Operators can grep the captured sourceText against the original .oal
file directly.
Both kept and rejected filter branches
Unlike MAL (where rejected executions are dropped to avoid tag-cardinality
noise), OAL captures both filter branches. OAL filters are deterministic
discriminators — CLIENT-vs-SERVER, layer matchers, status / latency
predicates — and seeing the rejected source samples (continueOn=false)
is the filter doing its job in plain view, useful for verifying partition
logic.
When no session is bound, the codegen-emitted probe call sites are single volatile-bool reads — idle cost is effectively free.
Enabling
Two selectors must be enabled — the shared admin HTTP host (admin-server)

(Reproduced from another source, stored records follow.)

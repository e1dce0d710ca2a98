//! Foreign-key holding object end-points.

use super::id::RelationEndPointId;
use super::tracked::Tracked;
use crate::data::DataContainer;
use crate::object::ObjectId;

/// The side of a relation that stores the foreign key.
///
/// A real end-point exists exactly while its object's data container is
/// registered and is therefore always complete. Its value mirrors the
/// container's foreign-key property.
#[derive(Debug, Clone, PartialEq, Eq)]
pub struct RealObjectEndPoint {
    id: RelationEndPointId,
    opposite: Tracked<Option<ObjectId>>,
}

impl RealObjectEndPoint {
    /// Creates a real end-point pointing at `opposite`.
    #[must_use]
    pub fn new(id: RelationEndPointId, opposite: Option<ObjectId>) -> Self {
        Self {
            id,
            opposite: Tracked::new(opposite),
        }
    }

    /// Creates the end-point from the foreign key held by `container`.
    #[must_use]
    pub fn from_container(id: RelationEndPointId, container: &DataContainer) -> Self {
        let property = id.definition().property_name().unwrap_or_default();
        let original = container.original_foreign_key(property);
        let current = container.foreign_key(property);
        Self {
            id,
            opposite: Tracked::with_original(original, current),
        }
    }

    /// Returns the end-point ID.
    #[must_use]
    pub fn id(&self) -> &RelationEndPointId {
        &self.id
    }

    /// Returns the currently referenced object.
    #[must_use]
    pub fn opposite_object_id(&self) -> Option<&ObjectId> {
        self.opposite.current().as_ref()
    }

    /// Returns the originally referenced object.
    #[must_use]
    pub fn original_opposite_object_id(&self) -> Option<&ObjectId> {
        self.opposite.original().as_ref()
    }

    /// Returns `true` if the referenced object differs from the original.
    #[must_use]
    pub fn has_changed(&self) -> bool {
        self.opposite.has_changed()
    }

    /// Returns `true` if the end-point was touched since the last commit.
    #[must_use]
    pub fn has_been_touched(&self) -> bool {
        self.opposite.has_been_touched()
    }

    pub(crate) fn touch(&mut self) {
        self.opposite.touch();
    }

    pub(crate) fn set_opposite_object_id(&mut self, opposite: Option<ObjectId>) {
        *self.opposite.current_mut() = opposite;
    }

    pub(crate) fn commit(&mut self) {
        self.opposite.commit();
    }

    pub(crate) fn rollback(&mut self) {
        self.opposite.rollback();
    }

    pub(crate) fn set_data_from(&mut self, source: &RealObjectEndPoint) {
        self.opposite.set_data_from(&source.opposite);
    }
}
//! Virtual single-object end-points.

use super::id::RelationEndPointId;
use super::tracked::Tracked;
use crate::object::ObjectId;

/// The computed side of a 1:1 relation.
///
/// Its contents are only known once loaded; until then the end-point is
/// registered but incomplete.
#[derive(Debug, Clone, PartialEq, Eq)]
pub struct VirtualObjectEndPoint {
    id: RelationEndPointId,
    data: Option<Tracked<Option<ObjectId>>>,
}

impl VirtualObjectEndPoint {
    /// Creates an end-point whose contents are not loaded yet.
    #[must_use]
    pub fn incomplete(id: RelationEndPointId) -> Self {
        Self { id, data: None }
    }

    /// Creates a complete end-point pointing at `opposite`.
    #[must_use]
    pub fn complete(id: RelationEndPointId, opposite: Option<ObjectId>) -> Self {
        Self {
            id,
            data: Some(Tracked::new(opposite)),
        }
    }

    /// Returns the end-point ID.
    #[must_use]
    pub fn id(&self) -> &RelationEndPointId {
        &self.id
    }

    /// Returns `true` once the related object is known.
    #[must_use]
    pub fn is_data_complete(&self) -> bool {
        self.data.is_some()
    }

    /// Returns the related object; `None` if there is none or the end-point
    /// is incomplete.
    #[must_use]
    pub fn opposite_object_id(&self) -> Option<&ObjectId> {
        self.data.as_ref().and_then(|data| data.current().as_ref())
    }

    /// Returns the originally related object.
    #[must_use]
    pub fn original_opposite_object_id(&self) -> Option<&ObjectId> {
        self.data.as_ref().and_then(|data| data.original().as_ref())
    }

    /// Returns `true` if the related object differs from the original.
    #[must_use]
    pub fn has_changed(&self) -> bool {
        self.data.as_ref().is_some_and(Tracked::has_changed)
    }

    /// Returns `true` if the end-point was touched since the last commit.
    #[must_use]
    pub fn has_been_touched(&self) -> bool {
        self.data.as_ref().is_some_and(Tracked::has_been_touched)
    }

    pub(crate) fn touch(&mut self) {
        if let Some(data) = &mut self.data {
            data.touch();
        }
    }

    pub(crate) fn mark_data_complete(
        &mut self,
        original: Option<ObjectId>,
        current: Option<ObjectId>,
    ) {
        self.data = Some(Tracked::with_original(original, current));
    }

    pub(crate) fn mark_data_incomplete(&mut self) {
        self.data = None;
    }

    /// Returns `false` when the value was not loaded.
    pub(crate) fn set_opposite_object_id(&mut self, opposite: Option<ObjectId>) -> bool {
        match &mut self.data {
            Some(data) => {
                *data.current_mut() = opposite;
                true
            }
            None => false,
        }
    }

    pub(crate) fn commit(&mut self) {
        if let Some(data) = &mut self.data {
            data.commit();
        }
    }

    pub(crate) fn rollback(&mut self) {
        if let Some(data) = &mut self.data {
            data.rollback();
        }
    }

    pub(crate) fn set_data_from(&mut self, source: &VirtualObjectEndPoint) {
        let Some(source) = &source.data else {
            return;
        };
        match &mut self.data {
            Some(data) => data.set_data_from(source),
            None => {
                let mut data = Tracked::new(source.original().clone());
                data.set_data_from(source);
                self.data = Some(data);
            }
        }
    }
}
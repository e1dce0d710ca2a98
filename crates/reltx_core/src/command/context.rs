//! Execution context of commands.

use crate::data::{DataContainer, DataContainerMap};
use crate::end_point::{LazyLoader, RelationEndPoint, RelationEndPointId};
use crate::error::{CoreError, CoreResult};
use crate::events::{EventDispatcher, LoadedObjectContext, TransactionEventSink};
use crate::object::ObjectId;
use crate::transaction::{DataManager, ObjectSource};
use crate::types::TransactionId;
use std::collections::BTreeSet;
use tracing::debug;

/// Everything a command needs while it runs: the data of one transaction,
/// the source it loads missing objects from, and its event dispatcher.
///
/// Contexts are short-lived; the transaction hierarchy builds one per
/// operation.
///
/// Objects loaded through the context get their `loaded` handlers run once
/// the load that pulled them in has finished.
pub struct CommandContext<'a> {
    transaction: TransactionId,
    root: TransactionId,
    pub(crate) data: &'a mut DataManager,
    source: &'a mut dyn ObjectSource,
    events: &'a EventDispatcher,
    loaded: Vec<ObjectId>,
}

impl<'a> CommandContext<'a> {
    pub(crate) fn new(
        transaction: TransactionId,
        root: TransactionId,
        data: &'a mut DataManager,
        source: &'a mut dyn ObjectSource,
        events: &'a EventDispatcher,
    ) -> Self {
        Self {
            transaction,
            root,
            data,
            source,
            events,
            loaded: Vec::new(),
        }
    }

    /// Returns the transaction the context operates on.
    #[must_use]
    pub fn transaction(&self) -> TransactionId {
        self.transaction
    }

    /// Returns the root of the transaction's hierarchy.
    #[must_use]
    pub fn root_transaction(&self) -> TransactionId {
        self.root
    }

    /// Returns the event dispatcher of the transaction.
    #[must_use]
    pub fn events(&self) -> &'a EventDispatcher {
        self.events
    }

    /// Returns the transaction's data.
    #[must_use]
    pub fn data(&self) -> &DataManager {
        self.data
    }

    fn split(&mut self) -> (&mut crate::end_point::RelationEndPointManager, ContextLoader<'_>) {
        let DataManager {
            containers,
            end_points,
            invalid_objects,
            ..
        } = &mut *self.data;
        let loader = ContextLoader {
            containers,
            invalid_objects,
            source: &mut *self.source,
            events: self.events,
            loaded: &mut self.loaded,
        };
        (end_points, loader)
    }

    /// Returns a snapshot of an end-point, loading it and completing its
    /// contents first.
    ///
    /// Null IDs yield the matching null end-point.
    ///
    /// # Errors
    ///
    /// Returns `InvalidArgument` for anonymous IDs and propagates loading
    /// errors.
    pub fn end_point(&mut self, id: &RelationEndPointId) -> CoreResult<RelationEndPoint> {
        let is_null = {
            let (end_points, mut loader) = self.split();
            let is_null = end_points
                .get_relation_end_point_with_lazy_load(id, &mut loader)?
                .is_null();
            if !is_null {
                end_points.ensure_data_complete(id, &mut loader)?;
            }
            is_null
        };
        self.run_loaded_handlers()?;
        if is_null {
            return Ok(RelationEndPoint::null(id.clone()));
        }
        self.data.end_points.get(id).cloned().ok_or_else(|| {
            CoreError::invalid_operation(format!("Relation end-point '{id}' is not registered."))
        })
    }

    /// Returns an end-point as registered, without loading anything.
    #[must_use]
    pub fn end_point_without_loading(&self, id: &RelationEndPointId) -> Option<RelationEndPoint> {
        self.data
            .end_points
            .get_relation_end_point_without_loading(id)
            .map(std::borrow::Cow::into_owned)
    }

    /// Returns the container of `object`, loading it and registering its
    /// end-points if needed.
    ///
    /// # Errors
    ///
    /// Returns `ObjectNotFound` or `ObjectInvalid`, a veto of the loading
    /// notification, a source error, or the error of a `loaded` handler.
    pub fn ensure_data_container(&mut self, object: &ObjectId) -> CoreResult<&DataContainer> {
        let loaded = {
            let (_, mut loader) = self.split();
            loader.ensure_data_container(object)?.1
        };
        if loaded {
            let container = self
                .data
                .containers
                .get(object)
                .ok_or_else(|| CoreError::object_not_found(object))?;
            self.data
                .end_points
                .register_end_points_for_data_container(container)?;
            self.run_loaded_handlers()?;
        }
        self.data
            .containers
            .get(object)
            .ok_or_else(|| CoreError::object_not_found(object))
    }

    /// Runs the `loaded` handlers of every object loaded since the last
    /// run, including objects the handlers load themselves.
    fn run_loaded_handlers(&mut self) -> CoreResult<()> {
        let events = self.events;
        let transaction = self.transaction;
        while !self.loaded.is_empty() {
            for object in std::mem::take(&mut self.loaded) {
                for handler in events.handlers_of(&object) {
                    let mut context = LoadedObjectContext::new(self, &object);
                    handler.loaded(transaction, &mut context)?;
                }
            }
        }
        Ok(())
    }
}

/// Loads missing containers and end-point contents into one transaction.
pub(crate) struct ContextLoader<'a> {
    containers: &'a mut DataContainerMap,
    invalid_objects: &'a mut BTreeSet<ObjectId>,
    source: &'a mut dyn ObjectSource,
    events: &'a EventDispatcher,
    loaded: &'a mut Vec<ObjectId>,
}

impl LazyLoader for ContextLoader<'_> {
    fn ensure_data_container(&mut self, object: &ObjectId) -> CoreResult<(&DataContainer, bool)> {
        if self.invalid_objects.contains(object) {
            return Err(CoreError::object_invalid(object));
        }
        if self.containers.contains(object) {
            let container = self
                .containers
                .get(object)
                .ok_or_else(|| CoreError::object_not_found(object))?;
            return Ok((container, false));
        }

        let objects = std::slice::from_ref(object);
        self.events.objects_loading(objects)?;
        let container = match self.source.load_data_container(object) {
            Ok(Some(container)) => container,
            Ok(None) => return Err(CoreError::object_not_found(object)),
            Err(error @ CoreError::ObjectInvalid { .. }) => {
                self.invalid_objects.insert(object.clone());
                return Err(error);
            }
            Err(error) => return Err(error),
        };
        debug!(object = %object, "data container loaded");
        self.containers.register(container)?;
        self.events.objects_loaded(objects);
        self.loaded.push(object.clone());

        let container = self
            .containers
            .get(object)
            .ok_or_else(|| CoreError::object_not_found(object))?;
        Ok((container, true))
    }

    fn load_related_object_ids(
        &mut self,
        end_point: &RelationEndPointId,
    ) -> CoreResult<Vec<ObjectId>> {
        self.source.load_related_object_ids(end_point)
    }
}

and the DSL-debug feature on top of it:
SW_ADMIN_SERVER=default
SW_DSL_DEBUGGING=default
injectionEnabled is a boot-time codegen switch, default true once the
dsl-debugging module is enabled — the OAL dispatcher template emits
per-metric GateHolder fields and probe call sites, so debug sessions
capture samples. Set false only if the REST surface is wanted but no
codegen-side probe overhead is acceptable; with false the OAL bytecode is
byte-identical to a build without SWIP-13. Flipping the flag requires an
OAP restart:
SW_DSL_DEBUGGING_INJECTION_ENABLED=false # default is true; set false to disable probes
SECURITY: capture payloads include source-event contents (service names, endpoint names, span attributes). Treat the admin port as authenticated infrastructure — see Admin API readme — Security Notice.
Picking the rule key
A session targets one OAL metric. The key tuple is
(catalog=oal, name=<file>, ruleName=<metric>):
| Field | Source |
|---|---|
catalog |
oal |
name |
The .oal file the metric is declared in (e.g. core.oal). |
ruleName |
The metric name on the LHS of the = (e.g. service_relation_server_cpm). |
To list the metrics loaded on a node, query
GET /runtime/oal/files — each file’s response lists its metrics. The
same endpoint also exposes the rules registered against each source —
useful when picking a metric whose filter clauses you want to inspect.
End-to-end example
The shipped core.oal declares service_relation_server_cpm against
ServiceRelation with a SERVER detect-point filter:
service_relation_server_cpm = from(ServiceRelation.*)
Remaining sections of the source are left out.